UCLA

As the major effectors of cellular processes, proteins are crucial to all biology. Although proteins are regulated in many fashions, protein-protein interactions are ubiquitous across different classes of proteins. In particular, proteins must interact specifically with certain partners to recapitulate the biology that constitutes life, despite cells containing hundreds of thousands of proteoforms, some fraction of which are highly similar to the intended target. Understanding how specificity in protein-protein interactions occurs has been challenging to investigate because prior techniques were limited to in throughput and ability to pinpoint sequences of interest. We create a high-throughput two-hybrid assay that marries gene synthesis with a next-generation sequencing readout, allowing us to investigate only those interactions of interest with a single experiment providing a quantitative characterization of tens of thousands of interactions. We use this to first to investigate specificity in designed coiled-coils—small alpha-helical proteins which despite a simple hydrophobic interface exhibit high a high-degree of specificity. After validating our assay on a previously published set of coiled-coils, we iteratively find increasingly large sets of orthogonal proteins, proteins where each on-target interaction is specifically preferred to all off-target interactions. In total we screen more than 26,000 interactions in three experiments, and use our data and improve coiled-coil design algorithms while also finding the largest sets of orthogonal proteins to date. While specificity can be designed with large changes to the protein sequence, nature must come by specificity through the slow tinkering of evolution. To investigate the origins of specificity in nature we characterized a bZip family descended from an ancestral homodimer where the extant paralogs do not heterodimerize.
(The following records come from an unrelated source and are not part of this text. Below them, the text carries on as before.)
//! Sandboxed patch execution: core types, the tool executor framework, and built-in tools.
//!
//! An untrusted invocation flows one way through this crate:
//! [`normalize::CallNormalizer`] → [`loop_guard::LoopGuard`] → [`sandbox::PathSandbox`]
//! → [`patch::PatchEngine`] (or a sibling tool). [`run::AgentRun`] wires the stages together.

pub mod builtins;
pub mod fingerprint;
pub mod loop_guard;
pub mod normalize;
pub mod patch;
pub mod run;
pub mod sandbox;

use std::collections::HashMap;
use std::future::Future;
use std::io;
use std::path::PathBuf;
use std::pin::Pin;
use std::sync::Arc;

use sandpatch_types::{ActionClass, EDIT_EXAMPLE, EditLimits, EditSetError, Fingerprint};
use serde::Serialize;
use serde_json::{Value, json};

pub use builtins::register_builtins;
pub use loop_guard::{CallHistory, LoopGuard, LoopPolicy, RejectReason, Rejection, Verdict};
pub use normalize::CallNormalizer;
pub use patch::{PatchEngine, PatchOutcome, PatchRequest};
pub use run::{AgentRun, Decision};
pub use sandbox::{PathSandbox, ResolvedPath, SandboxConfig};

/// Tool execution future type alias.
pub type ToolFut<'a> = Pin<Box<dyn Future<Output = Result<Value, ToolError>> + Send + 'a>>;

/// Error types for tool execution.
#[derive(Debug, thiserror::Error)]
pub enum ToolError {
    #[error("Bad tool args: {message}")]
    BadArgs { message: String },
    #[error("Sandbox violation: {0}")]
    SandboxViolation(DenialReason),
    #[error("File not found: {path}")]
    NotFound { path: String },
    #[error("Not a regular file: {}", path.display())]
    NotAFile { path: PathBuf },
    #[error("File already exists: {}. Use apply_patch to modify existing files.", path.display())]
    AlreadyExists { path: PathBuf },
    #[error(
        "File changed since it was read: {} (expected sha256 {expected}, actual {actual}). Re-read the file and retry.",
        path.display()
    )]
    ConcurrentModification {
        path: PathBuf,
        expected: Fingerprint,
        actual: Fingerprint,
    },
    #[error("Invalid edits: {0}")]
    InvalidEditSet(EditSetError),
    #[error(
        "edits[{index}]: lines {start_line}-{end_line} are outside {} ({line_count} lines). Re-read the file for current line numbers.",
        path.display()
    )]
    LineRangeOutOfBounds {
        path: PathBuf,
        index: usize,
        start_line: u32,
        end_line: u32,
        line_count: usize,
    },
    #[error("{0}")]
    LoopRejected(Rejection),
    #[error("Unknown tool: {name}")]
    UnknownTool { name: String },
    #[error("Duplicate tool registered: {name}")]
    DuplicateTool { name: String },
    #[error("IO error on {}: {source}", path.display())]
    Io {
        path: PathBuf,
        #[source]
        source: io::Error,
    },
}

/// Denial reason for sandbox policy.
#[derive(Debug, Clone)]
pub enum DenialReason {
    /// The path resolves (or would resolve) outside the sandbox root.
    PathEscape {
        attempted: String,
        resolved: PathBuf,
    },
    DeniedPatternMatched {
        attempted: PathBuf,
        pattern: String,
    },
    /// Readable, but never written or created.
    ProtectedFile {
        path: PathBuf,
        pattern: String,
    },
    InvalidPath {
        attempted: String,
        reason: &'static str,
    },
}

impl DenialReason {
    #[must_use]
    pub fn kind(&self) -> &'static str {
        match self {
            Self::PathEscape { .. } => "path_escape",
            Self::DeniedPatternMatched { .. } => "denied_pattern",
            Self::ProtectedFile { .. } => "protected_file",
            Self::InvalidPath { .. } => "invalid_path",
        }
    }
}

impl std::fmt::Display for DenialReason {
    fn fmt(&self, f: &mut std::fmt::Formatter<'_>) -> std::fmt::Result {
        match self {
            DenialReason::PathEscape {
                attempted,
                resolved,
            } => write!(
                f,
                "Path escapes the sandbox (attempted: {attempted}, resolved: {})",
                resolved.display()
            ),
            DenialReason::DeniedPatternMatched { attempted, pattern } => write!(
                f,
                "Path '{}' matched denied pattern '{pattern}'",
                attempted.display()
            ),
            DenialReason::ProtectedFile { path, pattern } => write!(
                f,
                "Path '{}' is protected (pattern '{pattern}') and cannot be modified",
                path.display()
            ),
            DenialReason::InvalidPath { attempted, reason } => {
                write!(f, "Invalid path {attempted:?}: {reason}")
            }
        }
    }
}

/// Machine-readable form of a [`ToolError`], suitable for feeding back to a planner.
#[derive(Debug, Clone, Serialize)]
pub struct ErrorReport {
    pub error: &'static str,
    pub message: String,
    pub details: Value,
}

impl ToolError {
    /// Stable snake_case code for this error.
    #[must_use]
    pub fn kind(&self) -> &'static str {
        match self {
            Self::BadArgs { .. } => "bad_args",
            Self::SandboxViolation(reason) => reason.kind(),
            Self::NotFound { .. } => "not_found",
            Self::NotAFile { .. } => "not_a_file",
            Self::AlreadyExists { .. } => "already_exists",
            Self::ConcurrentModification { .. } => "concurrent_modification",
            Self::InvalidEditSet(_) => "invalid_edit_set",
            Self::LineRangeOutOfBounds { .. } => "line_range_out_of_bounds",
            Self::LoopRejected(_) => "loop_rejected",
            Self::UnknownTool { .. } => "unknown_tool",
            Self::DuplicateTool { .. } => "duplicate_tool",
            Self::Io { .. } => "io",
        }
    }

    #[must_use]
    pub fn report(&self) -> ErrorReport {
        ErrorReport {
            error: self.kind(),
            message: self.to_string(),
            details: self.details(),
        }
    }

    fn details(&self) -> Value {
        match self {
            Self::SandboxViolation(DenialReason::PathEscape {
                attempted,
                resolved,
            }) => json!({ "attempted": attempted, "resolved": resolved }),
            Self::SandboxViolation(DenialReason::DeniedPatternMatched { attempted, pattern }) => {
                json!({ "path": attempted, "pattern": pattern })
            }
            Self::SandboxViolation(DenialReason::ProtectedFile { path, pattern }) => {
                json!({ "path": path, "pattern": pattern })
            }
            Self::SandboxViolation(DenialReason::InvalidPath { attempted, reason }) => {
                json!({ "attempted": attempted, "reason": reason })
            }
            Self::NotFound { path } => json!({ "path": path }),
            Self::NotAFile { path } | Self::AlreadyExists { path } => json!({ "path": path }),
            Self::ConcurrentModification {
                path,
                expected,
                actual,
            } => json!({ "path": path, "expected": expected, "actual": actual }),
            Self::InvalidEditSet(err) => json!({
                "index": err.index,
                "problem": err.problem.to_string(),
                "example": err.example(),
            }),
            Self::LineRangeOutOfBounds {
                path,
                index,
                start_line,
                end_line,
                line_count,
            } => json!({
                "path": path,
                "index": index,
                "start_line": start_line,
                "end_line": end_line,
                "line_count": line_count,
                "example": EDIT_EXAMPLE,
            }),
            Self::LoopRejected(rejection) => json!({
                "action": rejection.action,
                "reason": rejection.reason.code(),
                "class": rejection.class,
                "occurrences": rejection.occurrences,
                "threshold": rejection.threshold,
            }),
            Self::UnknownTool { name } | Self::DuplicateTool { name } => json!({ "name": name }),
            Self::Io { path, source } => json!({ "path": path, "source": source.to_string() }),
            Self::BadArgs { .. } => Value::Null,
        }
    }

    pub(crate) fn io(path: impl Into<PathBuf>, source: io::Error) -> Self {
        Self::Io {
            path: path.into(),
            source,
        }
    }
}

impl From<EditSetError> for ToolError {
    fn from(err: EditSetError) -> Self {
        Self::InvalidEditSet(err)
    }
}

impl From<DenialReason> for ToolError {
    fn from(reason: DenialReason) -> Self {
        Self::SandboxViolation(reason)
    }
}

/// A tool the dispatch pipeline can call.
pub trait ToolExecutor: Send + Sync {
    fn name(&self) -> &'static str;
    fn description(&self) -> &'static str;
    fn schema(&self) -> Value;
    /// Class the repetition guard uses unless the policy names this tool explicitly.
    fn action_class(&self) -> ActionClass {
        ActionClass::Default
    }
    fn execute<'a>(&'a self, args: Value, ctx: &'a ToolCtx) -> ToolFut<'a>;
}

pub(crate) fn parse_args<T: serde::de::DeserializeOwned>(args: &Value) -> Result<T, ToolError> {
    serde_json::from_value(args.clone()).map_err(|e| ToolError::BadArgs {
        message: e.to_string(),
    })
}

/// Definition of a registered tool, as advertised to a planner.
#[derive(Debug, Clone, PartialEq, Serialize)]
pub struct ToolDefinition {
    pub name: String,
    pub description: String,
    pub parameters: Value,
    pub class: ActionClass,
}

/// Tool registry for executors.
#[derive(Default)]
pub struct ToolRegistry {
    executors: HashMap<String, Box<dyn ToolExecutor>>,
}

impl ToolRegistry {
    pub fn register(&mut self, executor: Box<dyn ToolExecutor>) -> Result<(), ToolError> {
        let name = executor.name().to_string();
        if self.executors.contains_key(&name) {
            return Err(ToolError::DuplicateTool { name });
        }
        self.executors.insert(name, executor);
        Ok(())
    }

    pub fn lookup(&self, name: &str) -> Result<&dyn ToolExecutor, ToolError> {
        self.executors
            .get(name)
            .map(std::convert::AsRef::as_ref)
            .ok_or_else(|| ToolError::UnknownTool {
                name: name.to_string(),
            })
    }

    /// Declared classes of every registered tool.
    pub fn action_classes(&self) -> impl Iterator<Item = (&str, ActionClass)> {
        self.executors
            .iter()
            .map(|(name, exec)| (name.as_str(), exec.action_class()))
    }

    #[must_use]
    pub fn definitions(&self) -> Vec<ToolDefinition> {
        let mut defs: Vec<ToolDefinition> = self
            .executors
            .values()
            .map(|exec| ToolDefinition {
                name: exec.name().to_string(),
                description: exec.description().to_string(),
                parameters: exec.schema(),
                class: exec.action_class(),
            })
            .collect();
        defs.sort_by(|a, b| a.name.cmp(&b.name));
        defs
    }
}

impl std::fmt::Debug for ToolRegistry {
    fn fmt(&self, f: &mut std::fmt::Formatter<'_>) -> std::fmt::Result {
        let mut names: Vec<&str> = self.executors.keys().map(String::as_str).collect();
        names.sort_unstable();
        f.debug_struct("ToolRegistry").field("tools", &names).finish()
    }
}

/// Tool-specific limits for `read_file` and `search`.
#[derive(Debug, Clone, Copy)]
pub struct ReadFileLimits {
    pub max_file_read_bytes: usize,
}

impl Default for ReadFileLimits {
    fn default() -> Self {
        Self {
            max_file_read_bytes: 4 * 1024 * 1024,
        }
    }
}

#[derive(Debug, Clone, Copy)]
pub struct SearchLimits {
    pub max_results: usize,
}

impl Default for SearchLimits {
    fn default() -> Self {
        Self { max_results: 500 }
    }
}

/// Aggregated per-tool limits.
#[derive(Debug, Clone, Copy, Default)]
pub struct ToolLimits {
    pub edits: EditLimits,
    pub read: ReadFileLimits,
    pub search: SearchLimits,
}

/// Aggregated tool settings derived from config.
#[derive(Debug, Clone)]
pub struct ToolSettings {
    pub sandbox: SandboxConfig,
    pub limits: ToolLimits,
    pub loop_policy: LoopPolicy,
}

/// Context shared by every call in one agent run.
#[derive(Debug, Clone)]
pub struct ToolCtx {
    pub sandbox: Arc<PathSandbox>,
    pub limits: ToolLimits,
}

impl ToolCtx {
    #[must_use]
    pub fn new(sandbox: PathSandbox, limits: ToolLimits) -> Self {
        Self {
            sandbox: Arc::new(sandbox),
            limits,
        }
    }
}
We use ancestral reconstruction to trace protein-protein interactions in the coiled-coil domain across the PAR and E4BP4 family, back to the ancestor of humans and cnidarians. We find specificity does not appear once, but rather eight times across our tree, and while the process begins immediately, the final acquisition of specificity takes substantial time. Finally we find that once interactions are lost they never return, and that there is no direct selection for the acquisition of specificity between paralogs.